Sin embargo, Putin tenía otras ideas.

Esta era la oportunidad que había estado esperando pacientemente en una partida de ajedrez que abarcó varias Administraciones de la Casa Blanca. Estaba listo para lanzar un Gambito Muzio, dispuesto a sacrificar algunos activos por una huelga en el corazón de la fortaleza estadounidense, el dólar estadounidense. Los mercados energéticos siempre iban a ser el arma preferida cuando el momento era el adecuado.

Rusia y Arabia Saudita pueden producir petróleo a alrededor de $ 20 por barril, mientras que los costos de producción de esquisto de EE. UU. Promedian alrededor de $ 46 por barril. Y así, Arabia Saudita y Rusia pueden vivir con petróleo por debajo de $ 30 durante bastante tiempo. Comparativamente, el sector energético de los Estados Unidos colapsará muy rápidamente con petróleo por debajo de $ 30 a menos que los bancos y los fondos de cobertura estén dispuestos a prestar más dólares. Pero Estados Unidos se ha quedado sin dólares.

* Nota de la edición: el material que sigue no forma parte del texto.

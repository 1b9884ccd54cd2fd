use async_trait::async_trait;
use document_shared::Tag;
use uuid::Uuid;

use crate::errors::RepositoryError;

/// Trait for interacting with the tag store.
#[async_trait]
pub trait TagRepository: Send + Sync {
    /// Insert a new tag.
    ///
    /// Fails with `RepositoryError::Duplicate` if a tag with the same name,
    /// compared case-insensitively, already exists.
    async fn save(&self, tag: &Tag) -> Result<(), RepositoryError>;

    async fn find_by_id(&self, id: Uuid) -> Result<Option<Tag>, RepositoryError>;

    /// List all tags ordered by name.
    async fn find_all(&self) -> Result<Vec<Tag>, RepositoryError>;

    async fn find_by_name_ignore_case(&self, name: &str) -> Result<Option<Tag>, RepositoryError>;

    /// Delete a tag and all of its document associations.
    async fn delete_by_id(&self, id: Uuid) -> Result<bool, RepositoryError>;

    /// List the tags associated with a document, ordered by name.
    async fn find_by_document(&self, document_id: Uuid) -> Result<Vec<Tag>, RepositoryError>;
}
//! # Document Manager
//!
//! The serving-side services of the document pipeline.
//!
//! - **DocumentService**: upload, replace, metadata updates, delete, download,
//!   summaries, and re-driving a document through the pipeline
//! - **TagService**: tags and document/tag associations
//!
//! Both services hold their collaborators behind `Arc<dyn Trait>` and share no
//! mutable state, so one instance can serve any number of concurrent callers.

pub mod config;
pub mod document_service;
pub mod errors;
pub mod requests;
pub mod tag_service;

pub use config::{ServiceConfig, DEFAULT_MAX_UPLOAD_BYTES};
pub use document_service::DocumentService;
pub use errors::{ErrorKind, ServiceError};
pub use requests::{
    ReplaceRequest, TagRequest, UpdateMetadataRequest, UploadRequest, MAX_TAG_COLOR_CHARS,
    MAX_TAG_NAME_CHARS,
};
pub use tag_service::TagService;
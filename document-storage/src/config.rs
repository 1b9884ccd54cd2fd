//! Storage configuration.

use std::env;
use std::path::PathBuf;
use std::str::FromStr;
use std::time::Duration;

use crate::traits::StorageError;

/// Default bucket holding document content.
const DEFAULT_BUCKET: &str = "documents";

/// Default region passed to the S3 client.
const DEFAULT_REGION: &str = "us-east-1";

/// Default root directory for the local filesystem backend.
const DEFAULT_LOCAL_ROOT: &str = "./data/objects";

/// Default bound on a single storage request.
const DEFAULT_REQUEST_TIMEOUT_SECS: u64 = 30;

/// Storage backend selection.
#[derive(Debug, Clone, Copy, PartialEq, Eq)]
pub enum StorageBackend {
    /// S3-compatible object storage (AWS S3, MinIO).
    S3,
    /// Local filesystem rooted at `StorageConfig::local_root`.
    Local,
    /// Process-local in-memory store.
    Memory,
}

impl FromStr for StorageBackend {
    type Err = StorageError;

    fn from_str(s: &str) -> Result<Self, Self::Err> {
        match s.trim().to_lowercase().as_str() {
            "s3" | "minio" => Ok(Self::S3),
            "local" | "fs" | "filesystem" => Ok(Self::Local),
            "memory" | "in-memory" | "inmemory" => Ok(Self::Memory),
            other => Err(StorageError::config(format!(
                "Unknown storage backend '{}'. Expected one of: s3, minio, local, memory",
                other
            ))),
        }
    }
}

/// Configuration for the object store adapter.
#[derive(Debug, Clone)]
pub struct StorageConfig {
    /// Which backend to use.
    pub backend: StorageBackend,
    /// Bucket name for the S3 backend.
    pub bucket: String,
    /// Region for the S3 backend.
    pub region: String,
    /// Custom endpoint for S3-compatible providers (e.g. "http://localhost:9000" for MinIO).
    pub endpoint: Option<String>,
    /// Access key for the S3 backend. Falls back to the AWS environment when unset.
    pub access_key_id: Option<String>,
    /// Secret key for the S3 backend.
    pub secret_access_key: Option<String>,
    /// Root directory for the local backend.
    pub local_root: PathBuf,
    /// Upper bound for a single storage request.
    pub request_timeout: Duration,
}

impl Default for StorageConfig {
    fn default() -> Self {
        Self {
            backend: StorageBackend::S3,
            bucket: DEFAULT_BUCKET.to_string(),
            region: DEFAULT_REGION.to_string(),
            endpoint: None,
            access_key_id: None,
            secret_access_key: None,
            local_root: PathBuf::from(DEFAULT_LOCAL_ROOT),
            request_timeout: Duration::from_secs(DEFAULT_REQUEST_TIMEOUT_SECS),
        }
    }
}

impl StorageConfig {
    /// Configuration for the in-memory backend.
    pub fn memory() -> Self {
        Self {
            backend: StorageBackend::Memory,
            ..Self::default()
        }
    }

    /// Configuration for the local filesystem backend rooted at `root`.
    pub fn local(root: impl Into<PathBuf>) -> Self {
        Self {
            backend: StorageBackend::Local,
            local_root: root.into(),
            ..Self::default()
        }
    }

    /// Create a StorageConfig from environment variables.
    ///
    /// # Environment Variables
    ///
    /// - `STORAGE_BACKEND` - `s3`, `minio`, `local` or `memory` (default: s3)
    /// - `STORAGE_BUCKET` - Bucket name (default: documents)
    /// - `STORAGE_REGION` - Region (default: us-east-1)
    /// - `STORAGE_ENDPOINT` - Custom S3 endpoint, e.g. a MinIO URL (optional)
    /// - `STORAGE_ACCESS_KEY` / `STORAGE_SECRET_KEY` - Credentials (optional)
    /// - `STORAGE_LOCAL_ROOT` - Root directory for the local backend (default: ./data/objects)
    /// - `STORAGE_TIMEOUT_SECS` - Request timeout in seconds (default: 30)
    ///
    /// # Returns
    ///
    /// * `Ok(StorageConfig)` - The parsed configuration
    /// * `Err(StorageError)` - If `STORAGE_BACKEND` names an unknown backend
    pub fn from_env() -> Result<Self, StorageError> {
        let backend = match env::var("STORAGE_BACKEND") {
            Ok(value) => value.parse()?,
            Err(_) => StorageBackend::S3,
        };

        let request_timeout = env::var("STORAGE_TIMEOUT_SECS")
            .ok()
            .and_then(|s| s.parse::<u64>().ok())
            .unwrap_or(DEFAULT_REQUEST_TIMEOUT_SECS);

        Ok(Self {
            backend,
            bucket: env::var("STORAGE_BUCKET").unwrap_or_else(|_| DEFAULT_BUCKET.to_string()),
            region: env::var("STORAGE_REGION").unwrap_or_else(|_| DEFAULT_REGION.to_string()),
            endpoint: env::var("STORAGE_ENDPOINT").ok(),
            access_key_id: env::var("STORAGE_ACCESS_KEY").ok(),
            secret_access_key: env::var("STORAGE_SECRET_KEY").ok(),
            local_root: env::var("STORAGE_LOCAL_ROOT")
                .map(PathBuf::from)
                .unwrap_or_else(|_| PathBuf::from(DEFAULT_LOCAL_ROOT)),
            request_timeout: Duration::from_secs(request_timeout),
        })
    }
}
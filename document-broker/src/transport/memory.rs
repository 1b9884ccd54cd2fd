//! In-process broker with AMQP-style routing.
//!
//! Supports direct and topic exchanges (`*` matches one word, `#` zero or
//! more), the default exchange, FIFO queues shared by competing subscribers,
//! delivery counting and dead-letter routing. Used by tests and by local runs
//! that have no Kafka cluster.

use std::collections::{HashMap, VecDeque};
use std::sync::{Arc, Mutex, MutexGuard};

use async_trait::async_trait;
use bytes::Bytes;
use tokio::sync::Notify;
use tracing::{debug, warn};

use crate::config::{BrokerTopology, DEFAULT_MAX_DELIVERY_ATTEMPTS};
use crate::errors::BrokerError;
use crate::transport::{
    BrokerTransport, Delivery, RejectDisposition, Subscription, DEFAULT_EXCHANGE,
};

/// How an exchange matches routing keys against binding patterns.
#[derive(Debug, Clone, Copy, PartialEq, Eq)]
pub enum ExchangeKind {
    /// Exact routing key match.
    Direct,
    /// Dot-separated words with `*` and `#` wildcards.
    Topic,
}

#[derive(Clone)]
struct Message {
    payload: Bytes,
    routing_key: String,
    deliveries: u32,
}

#[derive(Clone)]
struct DeadLetter {
    exchange: String,
    routing_key: String,
}

#[derive(Default)]
struct Queue {
    ready: VecDeque<Message>,
    dead_letter: Option<DeadLetter>,
}

#[derive(PartialEq)]
struct Binding {
    exchange: String,
    pattern: String,
    queue: String,
}

struct InFlight {
    queue: String,
    subscriber: u64,
    message: Message,
}

struct State {
    exchanges: HashMap<String, ExchangeKind>,
    queues: HashMap<String, Queue>,
    bindings: Vec<Binding>,
    in_flight: HashMap<u64, InFlight>,
    next_tag: u64,
    next_subscriber: u64,
    max_delivery_attempts: u32,
    closed: bool,
}

impl State {
    fn route(
        &mut self,
        exchange: &str,
        routing_key: &str,
        message: Message,
    ) -> Result<usize, BrokerError> {
        if exchange == DEFAULT_EXCHANGE {
            return Ok(match self.queues.get_mut(routing_key) {
                Some(queue) => {
                    queue.ready.push_back(message);
                    1
                }
                None => 0,
            });
        }

        let kind = *self
            .exchanges
            .get(exchange)
            .ok_or_else(|| BrokerError::UnknownExchange(exchange.to_string()))?;

        let targets: Vec<String> = self
            .bindings
            .iter()
            .filter(|b| b.exchange == exchange)
            .filter(|b| match kind {
                ExchangeKind::Direct => b.pattern == routing_key,
                ExchangeKind::Topic => topic_matches(&b.pattern, routing_key),
            })
            .map(|b| b.queue.clone())
            .collect();

        let mut routed = 0;
        for target in targets {
            if let Some(queue) = self.queues.get_mut(&target) {
                queue.ready.push_back(message.clone());
                routed += 1;
            }
        }
        Ok(routed)
    }

    fn take_next(&mut self, queue_name: &str, subscriber: u64) -> Option<Delivery> {
        let queue = self.queues.get_mut(queue_name)?;
        let mut message = queue.ready.pop_front()?;
        message.deliveries += 1;

        self.next_tag += 1;
        let tag = self.next_tag;
        let delivery = Delivery {
            tag,
            payload: message.payload.clone(),
            routing_key: message.routing_key.clone(),
            delivery_count: message.deliveries,
        };
        self.in_flight.insert(
            tag,
            InFlight {
                queue: queue_name.to_string(),
                subscriber,
                message,
            },
        );
        Some(delivery)
    }

    /// Put every unsettled delivery of a subscriber back at the head of its
    /// queue, oldest first. Delivery counts are kept.
    fn release(&mut self, subscriber: u64) -> usize {
        let mut tags: Vec<u64> = self
            .in_flight
            .iter()
            .filter(|(_, f)| f.subscriber == subscriber)
            .map(|(tag, _)| *tag)
            .collect();
        tags.sort_unstable_by(|a, b| b.cmp(a));

        for tag in &tags {
            if let Some(in_flight) = self.in_flight.remove(tag) {
                if let Some(queue) = self.queues.get_mut(&in_flight.queue) {
                    queue.ready.push_front(in_flight.message);
                }
            }
        }
        tags.len()
    }

    fn dead_letter(&mut self, queue_name: &str, mut message: Message) -> RejectDisposition {
        let Some(target) = self
            .queues
            .get(queue_name)
            .and_then(|q| q.dead_letter.clone())
        else {
            return RejectDisposition::Discarded;
        };

        message.deliveries = 0;
        message.routing_key = target.routing_key.clone();
        match self.route(&target.exchange, &target.routing_key, message) {
            Ok(routed) if routed > 0 => RejectDisposition::DeadLettered,
            Ok(_) => {
                warn!(
                    queue = %queue_name,
                    exchange = %target.exchange,
                    "Dead letter exchange has no bound queue, message discarded"
                );
                RejectDisposition::Discarded
            }
            Err(e) => {
                warn!(queue = %queue_name, error = %e, "Dead-lettering failed, message discarded");
                RejectDisposition::Discarded
            }
        }
    }
}

struct Inner {
    state: Mutex<State>,
    notify: Notify,
}

/// In-memory broker. Clones share the same exchanges and queues.
#[derive(Clone)]
pub struct InMemoryBroker {
    inner: Arc<Inner>,
}

impl Default for InMemoryBroker {
    fn default() -> Self {
        Self::new()
    }
}

impl InMemoryBroker {
    pub fn new() -> Self {
        Self {
            inner: Arc::new(Inner {
                state: Mutex::new(State {
                    exchanges: HashMap::new(),
                    queues: HashMap::new(),
                    bindings: Vec::new(),
                    in_flight: HashMap::new(),
                    next_tag: 0,
                    next_subscriber: 0,
                    max_delivery_attempts: DEFAULT_MAX_DELIVERY_ATTEMPTS,
                    closed: false,
                }),
                notify: Notify::new(),
            }),
        }
    }

    fn lock(&self) -> MutexGuard<'_, State> {
        self.inner
            .state
            .lock()
            .unwrap_or_else(|poisoned| poisoned.into_inner())
    }

    /// Declare an exchange. Redeclaring keeps the original kind.
    pub fn declare_exchange(&self, name: &str, kind: ExchangeKind) {
        self.lock()
            .exchanges
            .entry(name.to_string())
            .or_insert(kind);
    }

    /// Declare a queue, optionally dead-lettering to `(exchange, routing_key)`.
    ///
    /// Redeclaring an existing queue keeps its messages and arguments.
    pub fn declare_queue(&self, name: &str, dead_letter: Option<(&str, &str)>) {
        self.lock()
            .queues
            .entry(name.to_string())
            .or_insert_with(|| Queue {
                ready: VecDeque::new(),
                dead_letter: dead_letter.map(|(exchange, routing_key)| DeadLetter {
                    exchange: exchange.to_string(),
                    routing_key: routing_key.to_string(),
                }),
            });
    }

    /// Bind a queue to an exchange with a routing pattern.
    pub fn bind_queue(&self, queue: &str, exchange: &str, pattern: &str) -> Result<(), BrokerError> {
        let mut state = self.lock();
        if !state.queues.contains_key(queue) {
            return Err(BrokerError::UnknownQueue(queue.to_string()));
        }
        if !state.exchanges.contains_key(exchange) {
            return Err(BrokerError::UnknownExchange(exchange.to_string()));
        }

        let binding = Binding {
            exchange: exchange.to_string(),
            pattern: pattern.to_string(),
            queue: queue.to_string(),
        };
        if !state.bindings.contains(&binding) {
            state.bindings.push(binding);
        }
        Ok(())
    }

    /// Override the number of deliveries before a requeued message is dead-lettered.
    pub fn set_max_delivery_attempts(&self, attempts: u32) {
        self.lock().max_delivery_attempts = attempts.max(1);
    }

    /// Number of messages waiting in a queue, excluding in-flight deliveries.
    pub fn queue_depth(&self, queue: &str) -> usize {
        self.lock().queues.get(queue).map_or(0, |q| q.ready.len())
    }

    /// Number of deliveries handed out and not yet acked or rejected.
    pub fn in_flight(&self) -> usize {
        self.lock().in_flight.len()
    }

    /// Remove and return the payloads waiting in a queue.
    pub fn drain(&self, queue: &str) -> Vec<Bytes> {
        self.lock()
            .queues
            .get_mut(queue)
            .map(|q| q.ready.drain(..).map(|m| m.payload).collect())
            .unwrap_or_default()
    }

    /// Close the broker; pending and future `next()` calls return `None`.
    pub fn close(&self) {
        self.lock().closed = true;
        self.inner.notify.notify_waiters();
    }
}

#[async_trait]
impl BrokerTransport for InMemoryBroker {
    async fn declare_topology(&self, topology: &BrokerTopology) -> Result<(), BrokerError> {
        let dead_letter_key = topology.dead_letter_routing_key();

        self.declare_exchange(&topology.exchange, ExchangeKind::Topic);
        self.declare_exchange(&topology.dead_letter_exchange, ExchangeKind::Direct);

        self.declare_queue(&topology.dead_letter_queue, None);
        self.bind_queue(
            &topology.dead_letter_queue,
            &topology.dead_letter_exchange,
            &dead_letter_key,
        )?;

        self.declare_queue(
            &topology.upload_queue,
            Some((&topology.dead_letter_exchange, &dead_letter_key)),
        );
        self.bind_queue(
            &topology.upload_queue,
            &topology.exchange,
            &topology.routing_key,
        )?;

        self.declare_queue(&topology.summary_queue, None);
        self.set_max_delivery_attempts(topology.max_delivery_attempts);

        debug!(
            exchange = %topology.exchange,
            upload_queue = %topology.upload_queue,
            dead_letter_queue = %topology.dead_letter_queue,
            summary_queue = %topology.summary_queue,
            "Declared in-memory topology"
        );
        Ok(())
    }

    async fn publish(
        &self,
        exchange: &str,
        routing_key: &str,
        payload: Bytes,
    ) -> Result<(), BrokerError> {
        let routed = {
            let mut state = self.lock();
            if state.closed {
                return Err(BrokerError::Closed);
            }
            state.route(
                exchange,
                routing_key,
                Message {
                    payload,
                    routing_key: routing_key.to_string(),
                    deliveries: 0,
                },
            )?
        };

        if routed == 0 {
            debug!(exchange = %exchange, routing_key = %routing_key, "Message unroutable, dropped");
        }
        self.inner.notify.notify_waiters();
        Ok(())
    }

    async fn subscribe(&self, queue: &str) -> Result<Box<dyn Subscription>, BrokerError> {
        let id = {
            let mut state = self.lock();
            if !state.queues.contains_key(queue) {
                return Err(BrokerError::UnknownQueue(queue.to_string()));
            }
            state.next_subscriber += 1;
            state.next_subscriber
        };
        Ok(Box::new(MemorySubscription {
            broker: self.clone(),
            queue: queue.to_string(),
            id,
        }))
    }
}

struct MemorySubscription {
    broker: InMemoryBroker,
    queue: String,
    id: u64,
}

impl Drop for MemorySubscription {
    /// A consumer that goes away without settling its deliveries gets them
    /// redelivered to the remaining or next subscriber.
    fn drop(&mut self) {
        let released = self.broker.lock().release(self.id);
        if released > 0 {
            debug!(queue = %self.queue, released, "Requeued unsettled deliveries");
            self.broker.inner.notify.notify_waiters();
        }
    }
}

#[async_trait]
impl Subscription for MemorySubscription {
    async fn next(&mut self) -> Option<Delivery> {
        loop {
            // Registered before checking so a publish in between is not missed
            let notified = self.broker.inner.notify.notified();
            {
                let mut state = self.broker.lock();
                if state.closed {
                    return None;
                }
                if let Some(delivery) = state.take_next(&self.queue, self.id) {
                    return Some(delivery);
                }
            }
            notified.await;
        }
    }

    async fn ack(&mut self, delivery: &Delivery) -> Result<(), BrokerError> {
        self.broker
            .lock()
            .in_flight
            .remove(&delivery.tag)
            .map(|_| ())
            .ok_or(BrokerError::UnknownDelivery(delivery.tag))
    }

    async fn reject(
        &mut self,
        delivery: &Delivery,
        requeue: bool,
    ) -> Result<RejectDisposition, BrokerError> {
        let disposition = {
            let mut state = self.broker.lock();
            let in_flight = state
                .in_flight
                .remove(&delivery.tag)
                .ok_or(BrokerError::UnknownDelivery(delivery.tag))?;

            if requeue && in_flight.message.deliveries < state.max_delivery_attempts {
                if let Some(queue) = state.queues.get_mut(&in_flight.queue) {
                    queue.ready.push_front(in_flight.message);
                }
                RejectDisposition::Requeued
            } else {
                state.dead_letter(&in_flight.queue, in_flight.message)
            }
        };

        self.broker.inner.notify.notify_waiters();
        Ok(disposition)
    }
}

/// Match a routing key against a topic pattern.
fn topic_matches(pattern: &str, routing_key: &str) -> bool {
    let pattern: Vec<&str> = pattern.split('.').collect();
    let key: Vec<&str> = routing_key.split('.').collect();
    words_match(&pattern, &key)
}

fn words_match(pattern: &[&str], key: &[&str]) -> bool {
    match pattern.split_first() {
        None => key.is_empty(),
        Some((&"#", rest)) => (0..=key.len()).any(|skip| words_match(rest, &key[skip..])),
        Some((&"*", rest)) => !key.is_empty() && words_match(rest, &key[1..]),
        Some((word, rest)) => key.first() == Some(word) && words_match(rest, &key[1..]),
    }
}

Y así, cuando Putin conmocionó al mundo el 6 de marzo al negarle a la OPEP una reducción de la oferta y, por lo tanto, incitar a los saudíes a una guerra de precios del petróleo, estaba clavando un alfiler en la "burbuja de todo" de Estados Unidos. Fue una jugada brillante en el momento más débil de Estados Unidos, tal vez desde la Gran Depresión, tal vez alguna vez. Un momento que Putin había estado esperando desde que entró en la segunda posición más poderosa del mundo.

El desenlace.

Estados Unidos está en un año electoral, y las potencias no quieren nada menos que su Casa Blanca de regreso. Están dispuestos a destruir todo para recuperar el control. Soros y los niños, no los que dejan pasar el caos social (oportunidad), están coordinando la destrucción económica estado por estado.

El bloqueo se inició en las tres grandes ciudades que siempre habían sido fortalezas para los globalistas: Los Ángeles, Nueva York y Chicago. Pero este año electoral comenzó a parecer que los votantes minoritarios estaban cambiando a Trump, un populista, que tenía los mejores números de propiedad de empresas y empleos minoritarios en la historia de Estados Unidos. Si Trump fuera el primer republicano en ganar el voto minoritario desde el Nuevo Trato, se solidificaría el movimiento populista para el próximo siglo.

Y así, el virus y el colapso financiero presentaron un momento perfecto no solo para Putin sino también para Soros y su banda de traidores.

Estados Unidos no tiene ninguna posibilidad y los que no estamos hipnotizados por la histeria nos vemos obligados a mirarla sobriamente.